(Data for this task Opens)

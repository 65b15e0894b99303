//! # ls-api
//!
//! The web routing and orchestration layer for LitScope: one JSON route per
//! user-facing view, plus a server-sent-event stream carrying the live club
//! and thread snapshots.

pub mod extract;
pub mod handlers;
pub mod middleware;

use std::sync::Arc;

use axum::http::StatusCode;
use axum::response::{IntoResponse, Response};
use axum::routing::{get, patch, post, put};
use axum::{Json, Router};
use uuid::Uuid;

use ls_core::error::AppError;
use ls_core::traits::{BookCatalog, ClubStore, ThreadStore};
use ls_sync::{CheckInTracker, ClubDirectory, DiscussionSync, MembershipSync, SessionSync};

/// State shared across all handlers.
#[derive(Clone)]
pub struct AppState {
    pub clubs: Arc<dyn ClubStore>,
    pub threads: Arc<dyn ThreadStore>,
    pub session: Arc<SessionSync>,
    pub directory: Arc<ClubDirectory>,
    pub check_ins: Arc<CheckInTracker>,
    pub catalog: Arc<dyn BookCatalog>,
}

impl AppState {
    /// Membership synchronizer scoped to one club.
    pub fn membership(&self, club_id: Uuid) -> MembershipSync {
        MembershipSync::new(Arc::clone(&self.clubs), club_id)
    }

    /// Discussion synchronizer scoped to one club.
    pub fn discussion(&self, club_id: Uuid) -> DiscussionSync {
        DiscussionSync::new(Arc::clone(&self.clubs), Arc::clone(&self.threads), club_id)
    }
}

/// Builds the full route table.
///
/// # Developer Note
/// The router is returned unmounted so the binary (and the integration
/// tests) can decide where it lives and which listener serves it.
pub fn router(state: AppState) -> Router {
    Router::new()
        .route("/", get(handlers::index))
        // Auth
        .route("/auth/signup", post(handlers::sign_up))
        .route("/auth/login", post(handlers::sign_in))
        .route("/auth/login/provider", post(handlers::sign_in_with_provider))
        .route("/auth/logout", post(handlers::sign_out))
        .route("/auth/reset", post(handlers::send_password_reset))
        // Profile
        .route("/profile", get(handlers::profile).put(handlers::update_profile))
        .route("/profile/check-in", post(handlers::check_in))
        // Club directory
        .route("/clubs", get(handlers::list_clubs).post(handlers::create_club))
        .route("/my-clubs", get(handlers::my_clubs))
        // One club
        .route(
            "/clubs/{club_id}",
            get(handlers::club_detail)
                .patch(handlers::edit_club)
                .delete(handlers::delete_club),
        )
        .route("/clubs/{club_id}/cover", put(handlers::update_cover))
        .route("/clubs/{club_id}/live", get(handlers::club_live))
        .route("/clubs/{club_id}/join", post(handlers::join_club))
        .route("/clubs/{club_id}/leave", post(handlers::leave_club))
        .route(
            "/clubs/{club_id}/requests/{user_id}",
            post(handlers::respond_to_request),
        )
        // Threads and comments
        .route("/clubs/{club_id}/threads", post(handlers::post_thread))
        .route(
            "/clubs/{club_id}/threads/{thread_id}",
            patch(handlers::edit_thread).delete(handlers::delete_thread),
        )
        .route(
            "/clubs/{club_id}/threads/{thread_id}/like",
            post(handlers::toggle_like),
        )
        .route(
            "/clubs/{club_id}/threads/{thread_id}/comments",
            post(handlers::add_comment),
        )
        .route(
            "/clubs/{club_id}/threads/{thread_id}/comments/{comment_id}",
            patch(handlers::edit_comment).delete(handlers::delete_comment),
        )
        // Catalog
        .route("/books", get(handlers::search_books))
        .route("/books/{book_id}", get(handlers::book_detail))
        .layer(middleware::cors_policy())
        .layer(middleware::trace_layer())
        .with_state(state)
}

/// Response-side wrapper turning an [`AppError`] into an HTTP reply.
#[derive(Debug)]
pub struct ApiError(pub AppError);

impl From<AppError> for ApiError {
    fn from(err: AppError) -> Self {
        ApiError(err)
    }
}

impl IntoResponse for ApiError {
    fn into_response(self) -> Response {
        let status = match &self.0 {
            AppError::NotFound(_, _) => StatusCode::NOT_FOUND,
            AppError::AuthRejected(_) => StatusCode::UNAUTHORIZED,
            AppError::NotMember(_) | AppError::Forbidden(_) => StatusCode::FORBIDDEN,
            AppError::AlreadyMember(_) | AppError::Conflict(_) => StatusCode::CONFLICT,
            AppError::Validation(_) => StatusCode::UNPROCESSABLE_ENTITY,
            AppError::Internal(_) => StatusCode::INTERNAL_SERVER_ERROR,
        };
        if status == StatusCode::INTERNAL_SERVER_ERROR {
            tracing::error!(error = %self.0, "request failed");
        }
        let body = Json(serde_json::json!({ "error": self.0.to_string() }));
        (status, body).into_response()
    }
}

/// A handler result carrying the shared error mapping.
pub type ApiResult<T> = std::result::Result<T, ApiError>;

(Data for this task Closes)
(Data for this task Opens)

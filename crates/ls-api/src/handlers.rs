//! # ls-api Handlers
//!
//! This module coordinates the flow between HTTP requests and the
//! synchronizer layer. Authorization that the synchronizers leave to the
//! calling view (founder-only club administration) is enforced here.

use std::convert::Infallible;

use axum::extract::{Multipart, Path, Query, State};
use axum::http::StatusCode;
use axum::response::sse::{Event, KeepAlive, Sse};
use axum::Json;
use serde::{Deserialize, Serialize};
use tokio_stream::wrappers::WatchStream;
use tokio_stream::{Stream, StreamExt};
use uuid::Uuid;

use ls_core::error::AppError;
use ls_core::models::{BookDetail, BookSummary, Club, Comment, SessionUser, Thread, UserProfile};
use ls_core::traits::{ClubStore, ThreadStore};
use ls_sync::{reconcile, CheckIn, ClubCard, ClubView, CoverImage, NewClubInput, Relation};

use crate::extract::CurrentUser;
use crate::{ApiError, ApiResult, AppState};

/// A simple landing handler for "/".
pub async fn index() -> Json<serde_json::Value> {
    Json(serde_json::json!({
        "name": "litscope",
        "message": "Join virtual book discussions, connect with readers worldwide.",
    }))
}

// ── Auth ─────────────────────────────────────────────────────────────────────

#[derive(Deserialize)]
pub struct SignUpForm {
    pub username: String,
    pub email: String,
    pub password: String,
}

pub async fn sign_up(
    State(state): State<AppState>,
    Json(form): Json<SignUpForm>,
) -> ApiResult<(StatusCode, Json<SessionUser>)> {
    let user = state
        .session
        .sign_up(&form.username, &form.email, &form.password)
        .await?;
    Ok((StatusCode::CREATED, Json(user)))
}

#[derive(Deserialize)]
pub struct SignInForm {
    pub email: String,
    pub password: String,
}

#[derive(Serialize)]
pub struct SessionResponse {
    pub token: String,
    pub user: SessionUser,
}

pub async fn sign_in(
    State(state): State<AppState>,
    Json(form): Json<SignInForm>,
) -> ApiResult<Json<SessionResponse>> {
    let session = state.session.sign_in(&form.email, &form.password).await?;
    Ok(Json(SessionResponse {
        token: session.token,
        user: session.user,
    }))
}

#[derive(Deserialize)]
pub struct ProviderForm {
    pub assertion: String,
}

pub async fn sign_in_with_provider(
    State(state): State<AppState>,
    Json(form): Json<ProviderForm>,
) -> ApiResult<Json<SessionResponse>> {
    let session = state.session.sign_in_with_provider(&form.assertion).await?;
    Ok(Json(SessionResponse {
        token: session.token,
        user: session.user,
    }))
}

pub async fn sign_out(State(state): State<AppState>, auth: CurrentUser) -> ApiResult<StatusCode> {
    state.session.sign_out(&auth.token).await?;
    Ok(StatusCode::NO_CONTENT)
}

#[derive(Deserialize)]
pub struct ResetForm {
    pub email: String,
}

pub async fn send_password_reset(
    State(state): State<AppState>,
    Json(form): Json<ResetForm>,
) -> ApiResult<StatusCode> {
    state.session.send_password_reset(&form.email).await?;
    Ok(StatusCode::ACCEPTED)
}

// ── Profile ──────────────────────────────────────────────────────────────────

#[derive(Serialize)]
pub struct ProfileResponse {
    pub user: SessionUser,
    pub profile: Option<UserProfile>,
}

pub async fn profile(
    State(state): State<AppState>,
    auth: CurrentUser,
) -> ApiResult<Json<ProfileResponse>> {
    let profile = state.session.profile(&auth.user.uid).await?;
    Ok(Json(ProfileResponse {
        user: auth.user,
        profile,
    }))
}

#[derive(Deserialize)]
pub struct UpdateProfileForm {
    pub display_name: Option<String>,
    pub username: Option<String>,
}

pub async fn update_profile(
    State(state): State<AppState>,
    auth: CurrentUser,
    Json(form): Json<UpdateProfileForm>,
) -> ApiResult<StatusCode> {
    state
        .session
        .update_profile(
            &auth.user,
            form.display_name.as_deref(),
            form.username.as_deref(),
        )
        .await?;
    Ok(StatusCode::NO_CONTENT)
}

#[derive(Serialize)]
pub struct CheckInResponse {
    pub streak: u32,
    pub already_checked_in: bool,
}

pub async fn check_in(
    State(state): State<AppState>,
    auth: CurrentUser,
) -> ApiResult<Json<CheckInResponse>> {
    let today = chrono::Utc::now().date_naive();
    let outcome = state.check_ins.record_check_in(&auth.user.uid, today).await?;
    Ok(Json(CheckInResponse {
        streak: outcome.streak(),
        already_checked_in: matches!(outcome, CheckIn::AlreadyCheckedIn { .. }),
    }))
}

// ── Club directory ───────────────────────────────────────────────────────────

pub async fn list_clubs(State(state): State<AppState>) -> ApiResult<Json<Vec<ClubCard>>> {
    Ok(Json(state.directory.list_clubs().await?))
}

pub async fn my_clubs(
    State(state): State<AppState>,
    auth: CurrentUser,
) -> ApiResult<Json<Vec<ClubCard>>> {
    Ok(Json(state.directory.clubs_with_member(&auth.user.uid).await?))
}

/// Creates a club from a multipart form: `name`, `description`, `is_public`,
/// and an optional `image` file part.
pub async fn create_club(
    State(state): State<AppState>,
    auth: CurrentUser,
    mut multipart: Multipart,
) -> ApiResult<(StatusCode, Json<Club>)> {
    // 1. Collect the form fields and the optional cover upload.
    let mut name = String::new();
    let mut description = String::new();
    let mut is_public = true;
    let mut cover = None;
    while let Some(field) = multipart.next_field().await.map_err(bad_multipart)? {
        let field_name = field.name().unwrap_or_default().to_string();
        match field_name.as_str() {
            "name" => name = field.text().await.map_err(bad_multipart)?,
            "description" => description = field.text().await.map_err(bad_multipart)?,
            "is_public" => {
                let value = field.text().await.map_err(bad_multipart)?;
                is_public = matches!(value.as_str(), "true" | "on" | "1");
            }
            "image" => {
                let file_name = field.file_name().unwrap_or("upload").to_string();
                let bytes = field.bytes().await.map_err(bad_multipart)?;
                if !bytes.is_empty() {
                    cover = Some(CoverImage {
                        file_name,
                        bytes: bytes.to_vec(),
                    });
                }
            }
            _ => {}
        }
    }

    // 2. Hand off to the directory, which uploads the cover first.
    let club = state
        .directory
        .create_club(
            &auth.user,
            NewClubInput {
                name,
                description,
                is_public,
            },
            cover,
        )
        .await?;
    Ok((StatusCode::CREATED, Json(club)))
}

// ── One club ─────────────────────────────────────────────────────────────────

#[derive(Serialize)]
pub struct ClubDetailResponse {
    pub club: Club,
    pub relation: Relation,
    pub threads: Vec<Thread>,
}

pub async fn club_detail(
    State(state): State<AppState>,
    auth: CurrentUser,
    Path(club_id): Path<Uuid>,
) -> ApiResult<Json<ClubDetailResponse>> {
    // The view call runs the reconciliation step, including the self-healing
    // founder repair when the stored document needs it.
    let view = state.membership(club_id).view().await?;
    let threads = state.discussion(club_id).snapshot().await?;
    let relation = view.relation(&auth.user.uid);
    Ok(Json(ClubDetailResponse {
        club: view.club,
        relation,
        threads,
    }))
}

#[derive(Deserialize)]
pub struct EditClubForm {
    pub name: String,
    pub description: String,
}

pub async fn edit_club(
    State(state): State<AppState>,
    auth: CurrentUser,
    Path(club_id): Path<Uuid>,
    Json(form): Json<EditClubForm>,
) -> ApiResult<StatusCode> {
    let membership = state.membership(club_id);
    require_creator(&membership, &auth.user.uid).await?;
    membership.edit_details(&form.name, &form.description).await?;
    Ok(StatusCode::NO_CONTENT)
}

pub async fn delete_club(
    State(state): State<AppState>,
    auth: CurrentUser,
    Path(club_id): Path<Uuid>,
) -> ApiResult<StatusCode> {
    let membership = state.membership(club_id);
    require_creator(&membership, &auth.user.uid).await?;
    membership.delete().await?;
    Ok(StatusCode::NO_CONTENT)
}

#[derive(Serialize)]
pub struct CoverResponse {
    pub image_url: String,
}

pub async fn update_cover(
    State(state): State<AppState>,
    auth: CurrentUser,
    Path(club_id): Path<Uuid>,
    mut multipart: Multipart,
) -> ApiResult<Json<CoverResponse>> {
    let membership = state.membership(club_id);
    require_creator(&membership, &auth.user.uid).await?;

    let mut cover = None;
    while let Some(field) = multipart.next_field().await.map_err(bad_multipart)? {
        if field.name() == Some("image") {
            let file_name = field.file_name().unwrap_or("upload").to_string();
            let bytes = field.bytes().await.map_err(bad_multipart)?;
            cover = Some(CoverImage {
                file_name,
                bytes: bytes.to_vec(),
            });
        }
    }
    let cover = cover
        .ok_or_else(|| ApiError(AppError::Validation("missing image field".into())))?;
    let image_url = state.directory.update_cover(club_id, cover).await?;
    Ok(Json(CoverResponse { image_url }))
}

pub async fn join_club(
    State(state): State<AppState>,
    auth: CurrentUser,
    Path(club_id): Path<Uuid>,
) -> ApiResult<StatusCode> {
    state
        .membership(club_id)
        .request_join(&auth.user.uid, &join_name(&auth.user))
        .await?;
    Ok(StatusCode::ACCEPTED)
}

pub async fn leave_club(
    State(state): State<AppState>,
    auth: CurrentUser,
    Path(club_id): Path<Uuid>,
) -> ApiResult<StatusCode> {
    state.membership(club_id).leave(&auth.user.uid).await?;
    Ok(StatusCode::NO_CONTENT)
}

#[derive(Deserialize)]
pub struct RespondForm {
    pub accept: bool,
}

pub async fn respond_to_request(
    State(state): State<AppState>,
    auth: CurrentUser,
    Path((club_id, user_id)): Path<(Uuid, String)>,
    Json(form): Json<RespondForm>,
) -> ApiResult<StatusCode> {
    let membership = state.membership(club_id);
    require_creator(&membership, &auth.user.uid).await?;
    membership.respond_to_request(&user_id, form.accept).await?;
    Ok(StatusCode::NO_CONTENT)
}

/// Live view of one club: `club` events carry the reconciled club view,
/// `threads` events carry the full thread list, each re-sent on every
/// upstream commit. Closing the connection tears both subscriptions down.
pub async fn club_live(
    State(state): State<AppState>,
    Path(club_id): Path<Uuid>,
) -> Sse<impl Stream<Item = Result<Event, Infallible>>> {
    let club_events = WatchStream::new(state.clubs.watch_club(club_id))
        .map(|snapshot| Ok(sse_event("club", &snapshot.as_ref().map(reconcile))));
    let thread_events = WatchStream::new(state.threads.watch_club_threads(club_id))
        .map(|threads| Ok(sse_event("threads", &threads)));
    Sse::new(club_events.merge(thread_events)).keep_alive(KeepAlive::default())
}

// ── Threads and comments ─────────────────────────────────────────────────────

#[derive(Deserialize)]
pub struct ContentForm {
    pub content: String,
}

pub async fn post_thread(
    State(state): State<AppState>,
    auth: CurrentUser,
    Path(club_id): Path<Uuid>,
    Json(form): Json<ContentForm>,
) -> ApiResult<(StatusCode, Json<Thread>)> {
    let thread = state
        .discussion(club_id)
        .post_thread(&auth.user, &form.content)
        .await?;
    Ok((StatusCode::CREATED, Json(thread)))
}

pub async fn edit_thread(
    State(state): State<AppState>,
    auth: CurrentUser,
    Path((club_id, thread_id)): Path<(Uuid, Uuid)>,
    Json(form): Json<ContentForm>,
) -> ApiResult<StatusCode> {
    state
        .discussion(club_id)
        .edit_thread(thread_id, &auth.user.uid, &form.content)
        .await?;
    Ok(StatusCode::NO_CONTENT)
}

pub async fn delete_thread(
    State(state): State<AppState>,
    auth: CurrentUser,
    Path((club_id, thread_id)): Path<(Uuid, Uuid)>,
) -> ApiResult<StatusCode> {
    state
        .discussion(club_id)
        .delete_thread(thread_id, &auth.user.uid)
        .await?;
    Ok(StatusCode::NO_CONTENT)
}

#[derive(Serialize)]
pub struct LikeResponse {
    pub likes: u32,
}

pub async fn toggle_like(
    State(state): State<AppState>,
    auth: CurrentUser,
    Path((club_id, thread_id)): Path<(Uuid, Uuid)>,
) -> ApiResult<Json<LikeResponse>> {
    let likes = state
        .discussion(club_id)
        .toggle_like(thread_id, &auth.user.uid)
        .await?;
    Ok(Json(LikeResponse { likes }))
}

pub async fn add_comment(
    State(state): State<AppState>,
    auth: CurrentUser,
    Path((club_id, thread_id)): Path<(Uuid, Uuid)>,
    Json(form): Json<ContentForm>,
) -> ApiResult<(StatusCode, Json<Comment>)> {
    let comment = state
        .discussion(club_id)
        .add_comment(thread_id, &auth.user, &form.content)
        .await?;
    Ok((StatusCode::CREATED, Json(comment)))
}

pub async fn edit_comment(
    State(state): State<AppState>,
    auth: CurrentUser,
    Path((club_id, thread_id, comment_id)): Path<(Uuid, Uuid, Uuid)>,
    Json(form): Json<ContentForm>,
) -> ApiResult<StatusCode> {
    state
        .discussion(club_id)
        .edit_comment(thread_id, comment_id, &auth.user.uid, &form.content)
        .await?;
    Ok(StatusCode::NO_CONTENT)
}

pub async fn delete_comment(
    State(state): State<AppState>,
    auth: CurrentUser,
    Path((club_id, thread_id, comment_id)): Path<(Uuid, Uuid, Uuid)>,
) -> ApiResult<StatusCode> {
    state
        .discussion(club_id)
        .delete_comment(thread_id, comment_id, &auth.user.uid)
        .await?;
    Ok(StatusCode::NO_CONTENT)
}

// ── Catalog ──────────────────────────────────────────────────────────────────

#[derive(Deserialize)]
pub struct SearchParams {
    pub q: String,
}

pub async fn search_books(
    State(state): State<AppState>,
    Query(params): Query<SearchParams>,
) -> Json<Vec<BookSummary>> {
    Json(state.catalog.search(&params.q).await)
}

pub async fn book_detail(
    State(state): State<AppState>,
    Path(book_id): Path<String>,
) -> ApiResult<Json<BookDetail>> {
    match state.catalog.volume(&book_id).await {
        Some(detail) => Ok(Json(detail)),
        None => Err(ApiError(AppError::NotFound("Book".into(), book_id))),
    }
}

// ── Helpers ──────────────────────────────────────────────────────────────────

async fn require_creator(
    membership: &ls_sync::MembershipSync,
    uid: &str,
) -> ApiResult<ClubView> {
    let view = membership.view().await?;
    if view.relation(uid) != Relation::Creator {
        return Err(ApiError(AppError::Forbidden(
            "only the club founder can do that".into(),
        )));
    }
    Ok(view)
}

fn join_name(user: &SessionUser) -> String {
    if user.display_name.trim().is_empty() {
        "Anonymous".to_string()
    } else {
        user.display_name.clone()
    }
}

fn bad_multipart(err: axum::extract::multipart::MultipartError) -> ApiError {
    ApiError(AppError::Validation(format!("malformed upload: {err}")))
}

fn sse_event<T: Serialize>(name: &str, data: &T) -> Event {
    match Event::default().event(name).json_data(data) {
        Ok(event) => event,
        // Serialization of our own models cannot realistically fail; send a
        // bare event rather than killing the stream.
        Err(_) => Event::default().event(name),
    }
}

(Data for this task Closes)
(Data for this task Opens)

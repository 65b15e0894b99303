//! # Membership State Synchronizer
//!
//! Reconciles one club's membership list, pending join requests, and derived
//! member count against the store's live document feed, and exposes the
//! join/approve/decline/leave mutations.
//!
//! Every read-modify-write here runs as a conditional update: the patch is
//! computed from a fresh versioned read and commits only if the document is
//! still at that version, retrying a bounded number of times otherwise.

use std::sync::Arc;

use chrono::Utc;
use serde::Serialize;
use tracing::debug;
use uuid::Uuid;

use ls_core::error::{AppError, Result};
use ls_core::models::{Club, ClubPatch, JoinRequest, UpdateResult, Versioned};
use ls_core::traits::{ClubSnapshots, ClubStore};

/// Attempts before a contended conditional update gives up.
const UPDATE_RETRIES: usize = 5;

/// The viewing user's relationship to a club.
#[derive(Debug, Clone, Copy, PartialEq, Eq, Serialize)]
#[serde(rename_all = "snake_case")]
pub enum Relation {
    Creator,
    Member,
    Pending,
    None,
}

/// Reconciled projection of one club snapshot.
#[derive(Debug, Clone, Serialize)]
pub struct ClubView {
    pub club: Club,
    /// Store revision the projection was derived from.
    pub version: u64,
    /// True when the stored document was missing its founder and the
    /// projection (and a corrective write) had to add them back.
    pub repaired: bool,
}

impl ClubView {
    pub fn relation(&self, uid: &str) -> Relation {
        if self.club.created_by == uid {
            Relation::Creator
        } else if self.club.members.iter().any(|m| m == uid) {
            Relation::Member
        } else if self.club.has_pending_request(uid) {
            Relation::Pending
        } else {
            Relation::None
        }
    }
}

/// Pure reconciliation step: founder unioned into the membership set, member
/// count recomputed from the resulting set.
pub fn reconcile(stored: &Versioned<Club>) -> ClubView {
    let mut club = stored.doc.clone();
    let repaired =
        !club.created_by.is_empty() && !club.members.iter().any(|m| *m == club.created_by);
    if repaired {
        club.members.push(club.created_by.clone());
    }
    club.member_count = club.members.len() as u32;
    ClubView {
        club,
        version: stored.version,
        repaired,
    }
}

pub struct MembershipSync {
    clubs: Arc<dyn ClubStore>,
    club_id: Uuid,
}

(Data for this task Closes)

# Problem to solve
The required answer is each line of the entries containing the string "ClubStore".

# Output of the exercise
use ls_core::traits::{BookCatalog, ClubStore, ThreadStore};
    pub clubs: Arc<dyn ClubStore>,
use ls_core::traits::{ClubStore, ThreadStore};
use ls_core::traits::{ClubSnapshots, ClubStore};
    clubs: Arc<dyn ClubStore>,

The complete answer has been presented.